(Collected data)
//! Typed access to raw input rows and construction of a segment from them.

use std::collections::{BTreeMap, HashMap};

use crate::constants::SET_ROAD_CLASS;
use crate::distress::DistressKind;
use crate::error::ModelError;
use crate::lookups::LookupTables;
use crate::numbers::round_f64_to_i32;
use crate::params::ParamValue;
use crate::segment::{Segment, SurfaceFunction, SurveyInputs};

/// Column accessor over one raw input row.
pub trait RawRow {
    /// # Errors
    ///
    /// Returns [`ModelError::MissingColumn`] when the column is absent.
    fn text(&self, column: &str) -> Result<String, ModelError>;

    /// # Errors
    ///
    /// Returns an error when the column is absent or not numeric.
    fn number(&self, column: &str) -> Result<f64, ModelError> {
        let text = self.text(column)?;
        let trimmed = text.trim();
        if trimmed.is_empty() {
            return Ok(0.0);
        }
        trimmed.parse().map_err(|_| ModelError::InvalidColumn {
            column: column.to_string(),
            value: text.clone(),
        })
    }

    /// Flags accept `1`/`0` as well as `true`/`false`, `yes`/`no` and `y`/`n`.
    ///
    /// # Errors
    ///
    /// Returns an error when the column is absent or not a recognisable flag.
    fn flag(&self, column: &str) -> Result<bool, ModelError> {
        let text = self.text(column)?;
        match text.trim().to_ascii_lowercase().as_str() {
            "true" | "yes" | "y" => Ok(true),
            "false" | "no" | "n" | "" => Ok(false),
            _ => self.number(column).map(|n| n != 0.0),
        }
    }
}

impl RawRow for HashMap<String, String> {
    fn text(&self, column: &str) -> Result<String, ModelError> {
        self.get(column).cloned().ok_or_else(|| ModelError::MissingColumn {
            column: column.to_string(),
        })
    }
}

impl RawRow for BTreeMap<String, ParamValue> {
    fn text(&self, column: &str) -> Result<String, ModelError> {
        self.get(column)
            .map(ParamValue::to_text)
            .ok_or_else(|| ModelError::MissingColumn {
                column: column.to_string(),
            })
    }

    fn number(&self, column: &str) -> Result<f64, ModelError> {
        match self.get(column) {
            Some(ParamValue::Number(n)) => Ok(*n),
            Some(ParamValue::Text(t)) => t.trim().parse().map_err(|_| ModelError::InvalidColumn {
                column: column.to_string(),
                value: t.clone(),
            }),
            None => Err(ModelError::MissingColumn {
                column: column.to_string(),
            }),
        }
    }
}

/// Build a segment from the `file_*` columns. Ages, curve parameters and the
/// rut/roughness state are left for the initialiser.
///
/// # Errors
///
/// Returns an error for missing or malformed columns, an unknown surface
/// class, or an ONRC category without a road-class lookup.
pub fn segment_from_row<R>(
    element_index: i32,
    row: &R,
    lookups: &LookupTables,
) -> Result<Segment, ModelError>
where
    R: RawRow + ?Sized,
{
    let onrc = row.text("file_onrc")?;
    let road_class = lookups.text_value(SET_ROAD_CLASS, onrc.trim())?;

    let mut observed = [0.0; 7];
    for kind in DistressKind::ALL {
        observed[kind.index()] = row.number(kind.raw_column())?;
    }

    Ok(Segment {
        element_index,
        name: row.text("file_seg_name")?,
        section_id: row.text("file_section_id")?,
        section_name: row.text("file_section_name")?,
        location_from: row.number("file_loc_from")?,
        location_to: row.number("file_loc_to")?,
        lane: row.text("file_lane_name")?,
        length: row.number("file_length")?,
        area: row.number("file_area_m2")?,
        urban_rural: row.text("file_urban_rural")?.trim().to_lowercase(),
        onrc,
        road_class: road_class.trim().to_lowercase(),
        surface_class: row.text("file_surf_class")?.parse()?,
        next_surface: row.text("file_next_surf")?.trim().to_lowercase(),
        pavement_type: row.text("file_pave_type")?,
        is_roundabout: row.flag("file_is_roundabout_flag")?,
        can_treat: row.flag("file_can_treat_flag")?,
        can_rehab: row.flag("file_can_rehab_flag")?,
        asphalt_ok: row.flag("file_ac_ok_flag")?,
        earliest_treatment_period: round_f64_to_i32(row.number("file_earliest_treat_period")?),
        adt: row.number("file_adt")?,
        heavy_percent: row.number("file_heavy_perc")?,
        bus_routes: row.number("file_no_of_bus_routes")?,
        growth_percent: row.number("file_traff_growth_perc")?,
        pavement_remaining_life: row.number("file_pave_remlife")?,
        surface_material: row.text("file_surf_material")?.trim().to_lowercase(),
        surface_layers: round_f64_to_i32(row.number("file_surf_layer_no")?),
        surface_thickness: row.number("file_surf_thick")?,
        surface_expected_life: row.number("file_surf_life_expected")?,
        surfacing_faults_m2: row.number("file_su_fault_qty")?,
        pavement_faults_m2: row.number("file_pa_fault_qty")?,
        survey: SurveyInputs {
            surface_date: row.text("file_surf_date")?,
            pavement_date: row.text("file_pave_date")?,
            condition_date: row.text("file_cond_survey_date")?,
            roughness_date: row.text("file_roughsegment_date")?,
            rut_date: row.text("file_hsd_date")?,
            naasra_85: row.number("file_naasra_85")?,
            rut_lwp_85: row.number("file_rut_lwpmean_85")?,
            rut_rwp_85: row.number("file_rut_rwpmean_85")?,
            observed,
        },
        surface_function: SurfaceFunction::from(row.text("file_surf_function")?.as_str()),
        ..Segment::default()
    })
}
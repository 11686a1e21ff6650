use anyhow::{Context, Result};

pub fn split_csv(s: &str) -> Vec<String> {
    s.split(',')
        .map(|x| x.trim().to_string())
        .filter(|x| !x.is_empty())
        .collect()
}

/// Parse comma-separated numeric seeds.
///
/// # Errors
///
/// Returns an error naming the first token that is not a `u64`.
pub fn parse_seeds(s: &str) -> Result<Vec<u64>> {
    split_csv(s)
        .iter()
        .map(|token| {
            token
                .parse::<u64>()
                .with_context(|| format!("invalid seed '{token}'"))
        })
        .collect()
}

#[cfg(test)]
mod tests {
    use super::*;

    #[test]
    fn split_csv_trims_and_filters() {
        let parts = split_csv(" alpha, ,beta,  gamma ");
        assert_eq!(parts, vec!["alpha", "beta", "gamma"]);
    }

    #[test]
    fn seeds_parse_or_name_the_bad_token() {
        assert_eq!(parse_seeds("1337, 42").unwrap(), vec![1337, 42]);
        let err = parse_seeds("7,seven").unwrap_err();
        assert!(err.to_string().contains("seven"));
    }
}
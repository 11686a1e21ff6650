//! Routine maintenance reported alongside the optional treatments.

use std::collections::BTreeMap;

use crate::constants::ROUTINE_MAINTENANCE;
use crate::numbers::round_to;
use crate::segment::Segment;
use crate::triggers::TreatmentProposal;

/// Routine maintenance for the period, costed from the predicted cost per km.
///
/// The quantity is the cost itself; routine maintenance has a unit rate of 1.0.
#[must_use]
pub fn routine_maintenance(segment: &Segment, period: i32) -> Option<TreatmentProposal> {
    let per_km = segment.indices.maintenance_cost_per_km;
    if per_km <= 0.0 {
        return None;
    }
    Some(TreatmentProposal {
        element_index: segment.element_index,
        treatment: ROUTINE_MAINTENANCE.to_string(),
        period,
        quantity: per_km * segment.length / 1000.0,
        forced: false,
        score: 0.0,
        reason: "Routine Maintenance".to_string(),
        comment: format!(
            "PDI = {}; Rut = {}mm",
            round_to(segment.indices.pdi, 2),
            round_to(segment.rut, 2)
        ),
        budget_fractions: BTreeMap::new(),
    })
}

#[cfg(test)]
mod tests {
    use super::*;
    use crate::segment::tests::sample_segment;

    #[test]
    fn no_cost_means_no_maintenance() {
        assert!(routine_maintenance(&sample_segment(), 1).is_none());
    }

    #[test]
    fn quantity_is_cost_over_length() {
        let mut s = sample_segment();
        s.indices.maintenance_cost_per_km = 4000.0;
        s.indices.pdi = 6.125;
        s.rut = 7.333;
        let p = routine_maintenance(&s, 2).unwrap();
        assert_eq!(p.treatment, "RMaint");
        assert!((p.quantity - 1000.0).abs() < 1e-9);
        assert_eq!(p.comment, "PDI = 6.13; Rut = 7.33mm");
        assert!(!p.forced);
    }
}
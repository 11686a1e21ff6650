//! Visual distress progression.
//!
//! Seven distresses share one S-curve model. [`DistressKind`] carries the
//! per-distress differences: the probability-of-occurrence coefficients, the
//! raw-data column, the lookup set holding curve limits, and whether resets
//! after treatment are penalised.

pub mod fit;
pub mod model;
pub mod params;

use serde::{Deserialize, Serialize};

pub use fit::{CalibrationRequest, CurveBounds, CurveFitter, LogisticCurveFitter, ParamBounds};
pub use model::{DistressLimits, DistressModel};
pub use params::CurveParams;

#[derive(Debug, Clone, Copy, PartialEq, Eq, Hash, Serialize, Deserialize)]
#[serde(rename_all = "snake_case")]
pub enum DistressKind {
    Flushing,
    EdgeBreak,
    Scabbing,
    LongTransCracks,
    MeshCracks,
    Shoving,
    Potholes,
}

impl DistressKind {
    /// Evaluation order. Later kinds read the current values of earlier ones.
    pub const ALL: [Self; 7] = [
        Self::Flushing,
        Self::EdgeBreak,
        Self::Scabbing,
        Self::LongTransCracks,
        Self::MeshCracks,
        Self::Shoving,
        Self::Potholes,
    ];

    #[must_use]
    pub const fn index(self) -> usize {
        match self {
            Self::Flushing => 0,
            Self::EdgeBreak => 1,
            Self::Scabbing => 2,
            Self::LongTransCracks => 3,
            Self::MeshCracks => 4,
            Self::Shoving => 5,
            Self::Potholes => 6,
        }
    }

    /// Short key used in parameter names and lookup-set names.
    #[must_use]
    pub const fn key(self) -> &'static str {
        match self {
            Self::Flushing => "flush",
            Self::EdgeBreak => "edgeb",
            Self::Scabbing => "scabb",
            Self::LongTransCracks => "lt_cracks",
            Self::MeshCracks => "mesh_cracks",
            Self::Shoving => "shove",
            Self::Potholes => "poth",
        }
    }

    /// Raw-data column holding the surveyed percentage.
    #[must_use]
    pub const fn raw_column(self) -> &'static str {
        match self {
            Self::Flushing => "file_pct_flush",
            Self::EdgeBreak => "file_pct_edgebreak",
            Self::Scabbing => "file_pct_scabb",
            Self::LongTransCracks => "file_pct_lt_crax",
            Self::MeshCracks => "file_pct_allig",
            Self::Shoving => "file_pct_shove",
            Self::Potholes => "file_pct_poth",
        }
    }

    #[must_use]
    pub fn lookup_set(self) -> String {
        format!("scurve_{}", self.key())
    }

    #[must_use]
    pub fn percent_parameter(self) -> String {
        format!("para_{}_pct", self.key())
    }

    #[must_use]
    pub fn setup_parameter(self) -> String {
        format!("para_{}_info", self.key())
    }

    /// Surface-level distresses come back as new after any treatment.
    #[must_use]
    pub const fn penalised_reset(self) -> bool {
        !matches!(self, Self::Flushing | Self::EdgeBreak | Self::Scabbing)
    }

    /// Linear predictor of the probability that the distress develops.
    #[must_use]
    pub fn occurrence_logit(self, x: &OccurrenceInputs) -> f64 {
        match self {
            Self::Flushing => -11.95 + 10.0 * x.chipseal - 0.37 * x.urban + 0.05 * x.hcv_risk,
            Self::EdgeBreak => 4.0 - x.width - 10.0 * x.urban,
            Self::Scabbing => -2.89 + 1.71 * x.chipseal + 0.62 * x.urban + 0.06 * x.hcv_risk,
            Self::LongTransCracks => {
                -1.39 - 1.24 * x.chipseal + 0.82 * x.urban + 0.09 * x.hcv_risk + 0.03 * x.scabbing
            }
            Self::MeshCracks => {
                -2.18 - 0.43 * x.chipseal
                    + 0.28 * x.urban
                    + 0.12 * x.hcv_risk
                    + 0.02 * x.lt_cracks
                    + 0.01 * x.scabbing
            }
            Self::Shoving => {
                -3.63 + 0.62 * x.chipseal
                    + 0.31 * x.urban
                    + 0.08 * x.hcv_risk
                    + 0.03 * x.mesh_cracks
                    + 0.01 * x.scabbing
            }
            Self::Potholes => {
                -3.0 + 1.15 * x.chipseal
                    + 0.36 * x.urban
                    + 0.03 * x.hcv_risk
                    + 0.03 * x.shoving
                    + 0.02 * x.mesh_cracks
                    + 0.02 * x.scabbing
            }
        }
    }
}

/// Covariates for [`DistressKind::occurrence_logit`]. Flags are 0 or 1.
#[derive(Debug, Clone, Copy, Default, PartialEq)]
pub struct OccurrenceInputs {
    pub chipseal: f64,
    pub urban: f64,
    pub hcv_risk: f64,
    pub width: f64,
    pub scabbing: f64,
    pub lt_cracks: f64,
    pub mesh_cracks: f64,
    pub shoving: f64,
}

/// Current percentage and curve parameters of one distress.
#[derive(Debug, Clone, Copy, Default, PartialEq, Serialize, Deserialize)]
pub struct DistressState {
    pub value: f64,
    pub params: CurveParams,
}

#[derive(Debug, Clone, Copy, Default, PartialEq, Serialize, Deserialize)]
pub struct DistressSet {
    states: [DistressState; 7],
}

impl DistressSet {
    #[must_use]
    pub const fn get(&self, kind: DistressKind) -> &DistressState {
        &self.states[kind.index()]
    }

    pub const fn get_mut(&mut self, kind: DistressKind) -> &mut DistressState {
        &mut self.states[kind.index()]
    }

    #[must_use]
    pub const fn value(&self, kind: DistressKind) -> f64 {
        self.states[kind.index()].value
    }

    pub fn iter(&self) -> impl Iterator<Item = (DistressKind, &DistressState)> {
        DistressKind::ALL.into_iter().map(|kind| (kind, self.get(kind)))
    }
}
//! Date parsing and age arithmetic.

use chrono::NaiveDate;

use crate::constants::DAYS_PER_YEAR;
use crate::error::ModelError;
use crate::numbers::{i64_to_f64, round_to};

const DATE_FORMATS: [&str; 3] = ["%d/%m/%Y", "%Y-%m-%d", "%d-%m-%Y"];

/// Parse a survey or construction date, ignoring any trailing time portion.
///
/// # Errors
///
/// Returns [`ModelError::InvalidDate`] tagged with `segment` when no supported
/// format matches.
pub fn parse_date(segment: &str, field: &'static str, value: &str) -> Result<NaiveDate, ModelError> {
    let day = value.split_whitespace().next().unwrap_or_default();
    DATE_FORMATS
        .iter()
        .find_map(|fmt| NaiveDate::parse_from_str(day, fmt).ok())
        .ok_or_else(|| ModelError::InvalidDate {
            segment: segment.to_string(),
            field,
            value: value.to_string(),
        })
}

/// Years from `date` to `base`, positive when `date` is in the past.
#[must_use]
pub fn years_before(base: NaiveDate, date: NaiveDate) -> f64 {
    i64_to_f64((base - date).num_days()) / DAYS_PER_YEAR
}

/// [`years_before`] rounded to two decimals, with a warning for future dates.
#[must_use]
pub fn age_in_years(segment: &str, what: &str, base: NaiveDate, date: NaiveDate) -> f64 {
    let age = round_to(years_before(base, date), 2);
    if age < 0.0 {
        log::warn!("{segment}: {what} date {date} is after the base date {base}");
    }
    age
}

ASSIGNED TASK:
Only the lines that contain the string "Serialize" are to be copied from the records.

TASK OUTPUT:
use serde::{Deserialize, Serialize};
#[derive(Debug, Clone, Copy, PartialEq, Eq, Hash, Serialize, Deserialize)]
#[derive(Debug, Clone, Copy, Default, PartialEq, Serialize, Deserialize)]
#[derive(Debug, Clone, Copy, Default, PartialEq, Serialize, Deserialize)]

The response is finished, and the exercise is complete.